• What you are asked to do: Copy out each line of the data holding "unchanged".
[[ Extracted data open ]]
// SPDX-License-Identifier: PMPL-1.0-or-later
// Copyright (c) 2026 Jonathan D.A. Jewell (hyperpolymath) <jonathan.jewell@open.ac.uk>
//
// PDF writer — turn a composed object graph into bytes.
//
// Finalisation checks the page count against the composer's manifest, stamps
// the /Info dictionary, nulls out references to objects that do not exist,
// drops unreachable objects (e.g. the secondary's old catalog), renumbers and
// writes everything to memory. Nothing is returned unless every step passed.

use std::collections::BTreeSet;

use chrono::{DateTime, Utc};
use lopdf::{Document, Object, ObjectId, text_string};
use packslip_core::config::{ComposeConfig, DocumentMetadata};
use packslip_core::error::{PackslipError, Result};
use tracing::{debug, info, instrument, warn};

use crate::pdf::compose::OutputDocument;
use crate::pdf::source::resolved_dict;

/// Soft masks need PDF 1.4.
const MIN_VERSION: &str = "1.4";

/// Serializes composed documents.
pub struct PdfWriter {
    metadata: DocumentMetadata,
    /// Flate-compress streams that carry no filter yet.
    compress: bool,
}

impl PdfWriter {
    pub fn new(metadata: DocumentMetadata) -> Self {
        Self {
            metadata,
            compress: true,
        }
    }

    pub fn from_config(config: &ComposeConfig) -> Self {
        Self {
            metadata: config.metadata.clone(),
            compress: config.compress,
        }
    }

    /// Serialize `output` into a complete PDF byte buffer.
    #[instrument(skip_all, fields(pages = output.page_count()))]
    pub fn finalize(&self, output: OutputDocument) -> Result<Vec<u8>> {
        let OutputDocument {
            mut document,
            pages,
        } = output;

        let tree_pages = document.get_pages().len();
        if tree_pages != pages.len() {
            return Err(PackslipError::SerializationError(format!(
                "page tree holds {} pages but {} were composed",
                tree_pages,
                pages.len()
            )));
        }

        if document.version.as_str() < MIN_VERSION {
            document.version = MIN_VERSION.to_string();
        }
        write_info(&mut document, &self.metadata);

        let repaired = scrub_dangling(&mut document);
        if repaired > 0 {
            warn!(repaired, "Replaced references to missing objects with null");
        }

        let pruned = document.prune_objects();
        document.renumber_objects();
        if self.compress {
            document.compress();
        }
        debug!(pruned = pruned.len(), objects = document.objects.len(), "Object graph finalised");

        let mut buffer = Vec::new();
        document.save_to(&mut buffer).map_err(|err| {
            PackslipError::SerializationError(format!("failed to write PDF: {}", err))
        })?;

        info!(pages = pages.len(), bytes = buffer.len(), "PDF serialised");
        Ok(buffer)
    }
}

/// Merge the configured metadata into the trailer's `/Info` dictionary.
fn write_info(document: &mut Document, metadata: &DocumentMetadata) {
    let existing = document.trailer.get(b"Info").ok().cloned();
    let mut info = resolved_dict(document, existing.as_ref());

    // Text strings: PDFDocEncoding when ASCII, otherwise UTF-16BE with a BOM.
    info.set("Producer", text_string(&metadata.producer));
    if let Some(title) = &metadata.title {
        info.set("Title", text_string(title));
    }
    if let Some(created) = metadata.creation_date {
        let stamp = pdf_date(created);
        info.set("CreationDate", Object::string_literal(stamp.as_str()));
        info.set("ModDate", Object::string_literal(stamp.as_str()));
    }

    match existing {
        Some(Object::Reference(id)) if document.objects.contains_key(&id) => {
            document.objects.insert(id, Object::Dictionary(info));
        }
        _ => {
            let id = document.add_object(info);
            document.trailer.set("Info", Object::Reference(id));
        }
    }
}

/// PDF date string (ISO 32000-1, 7.9.4) in UTC.
pub fn pdf_date(timestamp: DateTime<Utc>) -> String {
    timestamp.format("D:%Y%m%d%H%M%SZ").to_string()
}

/// Replace every reference to a missing object with `null`; returns how many
/// were replaced.
fn scrub_dangling(document: &mut Document) -> usize {
    let known: BTreeSet<ObjectId> = document.objects.keys().copied().collect();
    let mut repaired = 0;
    for object in document.objects.values_mut() {
        repaired += scrub(object, &known);
    }
    for (_, value) in document.trailer.iter_mut() {
        repaired += scrub(value, &known);
    }
    repaired
}

fn scrub(object: &mut Object, known: &BTreeSet<ObjectId>) -> usize {
    if let Object::Reference(id) = *object {
        if known.contains(&id) {
            return 0;
        }
        *object = Object::Null;
        return 1;
    }
    match object {
        Object::Array(items) => items.iter_mut().map(|item| scrub(item, known)).sum(),
        Object::Dictionary(dict) => dict.iter_mut().map(|(_, value)| scrub(value, known)).sum(),
        Object::Stream(stream) => stream
            .dict
            .iter_mut()
            .map(|(_, value)| scrub(value, known))
            .sum(),
        _ => 0,
    }
}
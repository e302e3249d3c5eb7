//! Application entry point.
//!
//! Parses command-line arguments and delegates execution to [`runner::run`].

use clap::Parser;
use mkgen::{cli::Cli, runner};
use std::process::ExitCode;
use tracing::Level;
use tracing_subscriber::fmt;

fn main() -> ExitCode {
    let cli = Cli::parse();
    let max_level = if cli.verbose {
        Level::DEBUG
    } else {
        Level::ERROR
    };
    fmt().with_max_level(max_level).with_writer(std::io::stderr).init();
    match runner::run(&cli) {
        Ok(()) => ExitCode::SUCCESS,
        Err(err) => {
            let chain = format!("{err:#}");
            tracing::error!(error = %chain, "runner failed");
            ExitCode::FAILURE
        }
    }
}
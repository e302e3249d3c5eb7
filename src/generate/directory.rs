//! Directory sentinels.
//!
//! Rules writing into a subdirectory take `<dir>/.dir` as an order-only
//! prerequisite. A single pattern rule creates any such directory and
//! touches the sentinel, so newly created siblings never trigger rebuilds.

use crate::make::error::MakeError;
use crate::make::fragment::{Fragment, PathRef, ToFragment};
use crate::make::makefile::{Makefile, Rule, Shell};
use crate::make::symbols::{Function, Pattern, Variable};

/// File name of the sentinel marking a created directory.
pub const DIR_SENTINEL: &str = ".dir";

/// The sentinel of `dir`.
#[must_use]
pub fn sentinel(dir: &PathRef) -> PathRef {
    dir.join(DIR_SENTINEL)
}

pub(super) fn emit(makefile: &mut Makefile) -> Result<(), MakeError> {
    let pattern = Pattern::new(&format!("%/{DIR_SENTINEL}"))?;
    let dir = Function::new("patsubst")
        .arg([pattern.to_fragment()])
        .arg([Fragment::escaped("%")])
        .arg([Variable::new("@").to_fragment()]);
    makefile.rule(Rule::new([pattern.to_fragment()]).recipe(vec![
        Shell::Words(vec![
            Fragment::escaped("@mkdir"),
            Fragment::literal("-p"),
            dir.to_fragment(),
        ]),
        Shell::Words(vec![
            Fragment::escaped("@touch"),
            Variable::new("@").to_fragment(),
        ]),
    ]))
}
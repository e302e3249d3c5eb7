//! CLI execution and command dispatch logic.
//!
//! This module keeps `main` minimal by providing a single entry point that
//! handles command execution. Every command loads the build description,
//! generates the Makefile in memory and only then touches the build
//! directory, so a failed generation leaves existing files unchanged.

mod error;
mod output;
mod path_helpers;

pub use error::RunnerError;

use anyhow::{Context, Result};
use camino::Utf8Path;
use std::fs;
use tracing::{debug, info};

use crate::cli::{Cli, Commands, GenerateArgs};
use crate::config;
use crate::environment::Environment;
use crate::generate::{self, Generated, regenerate::MAKEFILE};
use crate::graph::BuildGraph;
use crate::toolchain::Platform;

use path_helpers::{absolute, resolve_description, resolve_srcdir, utf8};

/// Execute the parsed [`Cli`] command.
///
/// # Errors
///
/// Returns an error if the description cannot be loaded, the Makefile cannot
/// be generated or a file cannot be written.
pub fn run(cli: &Cli) -> Result<()> {
    match &cli.command {
        Commands::Generate(args) => {
            let env = environment_from_args(args)?;
            let generated = generate_makefile(&env)?;
            write_build_directory(&env, &generated, true)
        }
        Commands::Regenerate { builddir } => handle_regenerate(builddir),
        Commands::Print(args) => {
            let env = environment_from_args(args)?;
            let generated = generate_makefile(&env)?;
            output::write_stdout(&generated.makefile)
        }
    }
}

/// Reload the environment saved in `dir` and rewrite its Makefile.
fn handle_regenerate(dir: &Utf8Path) -> Result<()> {
    let builddir = absolute(dir)?;
    if !Environment::file_path(&builddir).is_file() {
        return Err(RunnerError::NotABuildDirectory { builddir }.into());
    }
    let mut env = Environment::load(&builddir)?;
    env.builddir = builddir;
    info!(builddir = %env.builddir, "Regenerating Makefile");
    let generated = generate_makefile(&env)?;
    write_build_directory(&env, &generated, false)
}

/// Resolve the environment of a fresh `generate` or `print` run.
///
/// # Errors
///
/// Returns an error when a path cannot be resolved or the tool
/// configuration is invalid.
fn environment_from_args(args: &GenerateArgs) -> Result<Environment> {
    let description = resolve_description(&args.description)?;
    let srcdir = resolve_srcdir(args.srcdir.as_deref(), &description)?;
    let builddir = absolute(&args.builddir)?;
    let generator = utf8(std::env::current_exe().context("locate the mkgen executable")?)?;
    let toolchain = args.toolchain.unwrap_or_default();
    let tools = config::resolve(toolchain).context("resolve tool configuration")?;
    Ok(Environment {
        srcdir,
        builddir,
        description,
        generator,
        platform: args.platform.unwrap_or_else(Platform::host),
        toolchain,
        install_dirs: args.install.install_dirs(),
        tools,
    })
}

/// Load the description named by `env` and generate its Makefile.
///
/// # Errors
///
/// Returns an error when the description cannot be loaded or translated.
fn generate_makefile(env: &Environment) -> Result<Generated> {
    let graph = BuildGraph::from_path(&env.description)
        .with_context(|| format!("load build description {}", env.description))?;
    if tracing::enabled!(tracing::Level::DEBUG) {
        let graph_json =
            serde_json::to_string_pretty(&graph).context("serialise build graph")?;
        debug!("Build graph:\n{graph_json}");
    }
    generate::generate(env, &graph)
        .with_context(|| format!("generate Makefile for {}", env.description))
}

/// Write auxiliary files, the environment and finally the Makefile.
fn write_build_directory(env: &Environment, generated: &Generated, save_env: bool) -> Result<()> {
    fs::create_dir_all(&env.builddir)
        .with_context(|| format!("create build directory {}", env.builddir))?;
    for file in &generated.auxiliary {
        output::write_file(&env.builddir.join(&file.name), &file.contents)?;
    }
    if save_env {
        env.save()?;
    }
    output::write_file(&env.builddir.join(MAKEFILE), &generated.makefile)
}
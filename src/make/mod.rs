//! Make-dialect backend primitives.
//!
//! The submodules build up from escaping rules ([`syntax`], [`shell`])
//! through the fragment and symbol model ([`fragment`], [`symbols`]) to the
//! [`makefile::Makefile`] aggregate and its [`writer::MakeWriter`].

pub mod error;
pub mod fragment;
pub mod makefile;
pub mod shell;
pub mod symbols;
pub mod syntax;
pub mod writer;

pub use error::MakeError;
pub use fragment::{Fragment, PathRef, Root, ToFragment, concat};
pub use makefile::{Flavor, Include, Makefile, Recipe, Rule, Shell};
pub use symbols::{Call, Function, Pattern, Variable};
pub use syntax::{SyntaxContext, escape};
pub use writer::MakeWriter;
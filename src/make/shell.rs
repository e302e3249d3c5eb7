//! POSIX shell quoting for recipe words.
//!
//! Recipes are executed by `/bin/sh`, so words are quoted with the `Sh`
//! dialect regardless of the host platform.

use shell_quote::{QuoteRefExt, Sh};

/// Quote `word` so `/bin/sh` reads it back as exactly one argument.
///
/// Words made only of inert characters are returned unchanged; the empty
/// string becomes `''`.
///
/// # Examples
/// ```rust
/// use mkgen::make::shell::quote;
///
/// assert_eq!(quote("main.c"), "main.c");
/// assert_eq!(quote(""), "''");
/// ```
#[must_use]
pub fn quote(word: &str) -> String {
    let bytes: Vec<u8> = word.quoted(Sh);
    match String::from_utf8(bytes) {
        Ok(text) => text,
        Err(err) => {
            debug_assert!(false, "shell quoting produced non UTF-8 bytes: {err}");
            String::from_utf8_lossy(err.as_bytes()).into_owned()
        }
    }
}

#[cfg(test)]
mod tests {
    use super::*;
    use rstest::rstest;

    #[rstest]
    #[case("plain")]
    #[case("needs space")]
    #[case("it's")]
    #[case("semi;colon")]
    #[case("")]
    fn quoted_words_split_back_to_one_argument(#[case] word: &str) {
        let quoted = quote(word);
        let words = shlex::split(&quoted).expect("quoted word should parse");
        assert_eq!(words, vec![word.to_owned()]);
    }

    #[test]
    fn inert_words_are_left_alone() {
        assert_eq!(quote("-O2"), "-O2");
        assert_eq!(quote("src/main.c"), "src/main.c");
    }
}
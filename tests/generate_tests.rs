//! Generation scenarios over whole build graphs.
//!
//! Each test builds a graph, generates the Makefile with a fixed
//! environment and checks the rules a reader of the Makefile relies on.

use camino::Utf8Path;
use mkgen::config::resolve_with;
use mkgen::environment::{Environment, InstallDirs};
use mkgen::generate::{Generated, generate};
use mkgen::graph::{BuildGraph, GraphError};
use mkgen::make::MakeError;
use mkgen::toolchain::{Platform, ToolchainKind};
use rstest::rstest;

fn environment(platform: Platform, toolchain: ToolchainKind) -> Environment {
    Environment {
        srcdir: "/src".into(),
        builddir: "/src/build".into(),
        description: "/src/build.json".into(),
        generator: "/usr/bin/mkgen".into(),
        platform,
        toolchain,
        install_dirs: InstallDirs::default(),
        tools: resolve_with(toolchain, |_| None).expect("tool configuration"),
    }
}

fn linux() -> Environment {
    environment(Platform::Linux, ToolchainKind::Cc)
}

fn generate_json(env: &Environment, json: &str) -> Result<Generated, MakeError> {
    let graph = BuildGraph::parse(json).expect("valid graph");
    generate(env, &graph)
}

fn fixture(name: &str) -> BuildGraph {
    let path = Utf8Path::new(env!("CARGO_MANIFEST_DIR"))
        .join("tests/data")
        .join(name);
    BuildGraph::from_path(&path).expect("load fixture")
}

#[test]
fn objects_in_one_directory_share_a_sentinel() {
    let generated = generate_json(
        &linux(),
        r#"{
            "mkgen_version": "1.0.0",
            "edges": [
                { "type": "compile", "output": "build/sub/a.o", "source": "a.c", "lang": "c" },
                { "type": "compile", "output": "build/sub/b.o", "source": "b.c", "lang": "c" },
                { "type": "compile", "output": "build/sub/c.o", "source": "c.c", "lang": "c" }
            ]
        }"#,
    )
    .expect("generate");
    let text = generated.makefile;
    assert_eq!(text.matches("| build/sub/.dir ; $(RULE_CC)").count(), 3);
    assert_eq!(text.matches("%/.dir:").count(), 1);
    assert!(!text.contains("build/sub/.dir:"));
}

#[test]
fn dll_and_import_library_link_once() {
    let env = environment(Platform::Windows, ToolchainKind::Cc);
    let generated = generate_json(
        &env,
        r#"{
            "mkgen_version": "1.0.0",
            "edges": [
                {
                    "type": "link",
                    "output": "bin/foo.dll",
                    "import_library": "lib/foo.dll.a",
                    "mode": "shared_library",
                    "lang": "c",
                    "files": ["foo.o"]
                }
            ]
        }"#,
    )
    .expect("generate");
    let text = generated.makefile;
    assert_eq!(text.matches("$(call RULE_LINK_CC").count(), 1);
    assert!(text.contains("bin/foo.dll lib/foo.dll.a: bin/foo.dll.stamp\n\n"));
    assert!(text.contains(
        "bin/foo.dll.stamp: foo.o | bin/.dir lib/.dir\n\
         \t$(call RULE_LINK_CC,foo.o,bin/foo.dll)\n\
         \t@touch $@\n\n"
    ));
    assert!(text.contains("out-implib"));
}

#[test]
fn flags_layer_from_global_to_target() {
    let generated = generate_json(
        &linux(),
        r#"{
            "mkgen_version": "1.0.0",
            "global_options": { "c": ["-O2"] },
            "edges": [
                {
                    "type": "compile",
                    "output": "build/foo.o",
                    "source": "foo.c",
                    "lang": "c",
                    "options": ["-Wall"]
                },
                { "type": "compile", "output": "build/bar.o", "source": "bar.c", "lang": "c" }
            ]
        }"#,
    )
    .expect("generate");
    let text = generated.makefile;
    assert!(text.contains("GLOBAL_CFLAGS := -O2\n"));
    assert!(text.contains("%: CFLAGS := $(GLOBAL_CFLAGS)\n"));
    assert!(text.contains("build/foo.o: CFLAGS := $(GLOBAL_CFLAGS) -Wall\n"));
    assert!(!text.contains("build/bar.o: CFLAGS"));
}

#[test]
fn generation_is_deterministic() {
    let graph = fixture("project.json");
    let first = generate(&linux(), &graph).expect("first run");
    let second = generate(&linux(), &graph).expect("second run");
    assert_eq!(first, second);
}

#[test]
fn shared_libraries_link_by_short_name_with_rpath() {
    let generated = generate(&linux(), &fixture("project.json")).expect("generate");
    let text = generated.makefile;
    assert!(text.contains("libcore.so: LDFLAGS := $(GLOBAL_LDFLAGS) -shared -fPIC\n"));
    assert!(text.contains("core/core.o: CXXFLAGS := $(GLOBAL_CXXFLAGS) -fPIC -I$(srcdir)/include\n"));
    assert!(text.contains("myapp: LDLIBS := $(GLOBAL_LDLIBS) -lcore\n"));
    assert!(text.contains(
        "myapp: app/main.o libcore.so ; $(call RULE_LINK_CXX,app/main.o,myapp)\n\n"
    ));
    assert!(text.contains("$$ORIGIN"));
}

#[test]
fn install_test_and_alias_targets_are_phony() {
    let generated = generate(&linux(), &fixture("project.json")).expect("generate");
    let text = generated.makefile;
    assert!(text.contains(".PHONY: all\nall: myapp libcore.so\n\n"));
    assert!(text.contains(".PHONY: install\ninstall: all\n\t$(INSTALL_PROGRAM) -D myapp $(bindir)/myapp\n"));
    assert!(text.contains(".PHONY: tests\ntests: myapp\n\n"));
    assert!(text.contains(".PHONY: test\ntest: tests\n\t./myapp --self-test\n\n"));
    assert!(text.contains(".PHONY: everything\neverything: myapp libcore.so\n\n"));
}

#[test]
fn phases_appear_in_fixed_order() {
    let generated = generate(&linux(), &fixture("project.json")).expect("generate");
    let text = generated.makefile;
    let position = |needle: &str| text.find(needle).unwrap_or_else(|| panic!("missing {needle}"));
    let order = [
        ".PHONY: all",
        ".PHONY: install",
        ".PHONY: tests",
        ".PHONY: test\n",
        "core/core.o: $(srcdir)/core/core.cpp",
        "%/.dir:",
        "Makefile: $(srcdir)/build.json",
        "include .mkgen-find-deps",
    ];
    for pair in order.windows(2) {
        if let [before, after] = pair {
            assert!(position(before) < position(after), "{before:?} should precede {after:?}");
        }
    }
}

#[test]
fn scanned_directories_feed_regeneration() {
    let generated = generate(&linux(), &fixture("project.json")).expect("generate");
    let [aux] = generated.auxiliary.as_slice() else {
        panic!("expected one auxiliary file");
    };
    assert_eq!(aux.name.as_str(), ".mkgen-find-deps");
    assert_eq!(aux.contents, "Makefile: $(srcdir)/core\n\n$(srcdir)/core:\n");
    assert!(generated.makefile.ends_with("\ninclude .mkgen-find-deps\n"));
}

#[test]
fn duplicate_outputs_fail() {
    let err = generate(&linux(), &fixture("duplicate_output.json")).expect_err("duplicate");
    assert_eq!(
        err,
        MakeError::DuplicateTarget {
            target: "a.o".to_owned()
        }
    );
}

#[test]
fn future_format_versions_are_rejected() {
    let path = Utf8Path::new(env!("CARGO_MANIFEST_DIR")).join("tests/data/future_version.json");
    let err = BuildGraph::from_path(&path).expect_err("unsupported version");
    assert!(matches!(err, GraphError::UnsupportedVersion { .. }));
}

#[rstest]
#[case("fortran", "compiler")]
#[case("rust", "compiler")]
fn unknown_languages_are_reported(#[case] lang: &str, #[case] tool: &str) {
    let json = format!(
        r#"{{
            "mkgen_version": "1.0.0",
            "edges": [{{ "type": "compile", "output": "a.o", "source": "a.src", "lang": "{lang}" }}]
        }}"#
    );
    let err = generate_json(&linux(), &json).expect_err("unknown language");
    assert_eq!(
        err,
        MakeError::UnknownLanguage {
            tool: tool.to_owned(),
            lang: lang.to_owned()
        }
    );
}

#[test]
fn static_archives_reject_import_libraries() {
    let err = generate_json(
        &linux(),
        r#"{
            "mkgen_version": "1.0.0",
            "edges": [
                {
                    "type": "link",
                    "output": "libfoo.a",
                    "import_library": "foo.lib",
                    "mode": "static_library",
                    "lang": "c",
                    "files": ["foo.o"]
                }
            ]
        }"#,
    )
    .expect_err("static import library");
    assert_eq!(
        err,
        MakeError::UnsupportedMode {
            operation: "import library".to_owned(),
            mode: "static_library".to_owned()
        }
    );
}

#[test]
fn msvc_compiles_without_depfile_includes() {
    let env = environment(Platform::Windows, ToolchainKind::Msvc);
    let generated = generate_json(
        &env,
        r#"{
            "mkgen_version": "1.0.0",
            "edges": [
                { "type": "compile", "output": "obj/a.obj", "source": "a.cpp", "lang": "c++" },
                {
                    "type": "link",
                    "output": "a.exe",
                    "mode": "executable",
                    "lang": "c++",
                    "files": ["obj/a.obj"]
                }
            ]
        }"#,
    )
    .expect("generate");
    let text = generated.makefile;
    assert!(text.contains("define RULE_CXX\n$(CXX) $(CXXFLAGS) /showIncludes /c $< /Fo$@\nendef\n"));
    assert!(text.contains("define RULE_LINK\n$(LINK) $(LDFLAGS) $1 $(LDLIBS) "));
    assert!(!text.contains("-include"));
}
[[ Extracted data closed ]]
• Result of the exercise:
//! directory, so a failed generation leaves existing files unchanged.
/// Words made only of inert characters are returned unchanged; the empty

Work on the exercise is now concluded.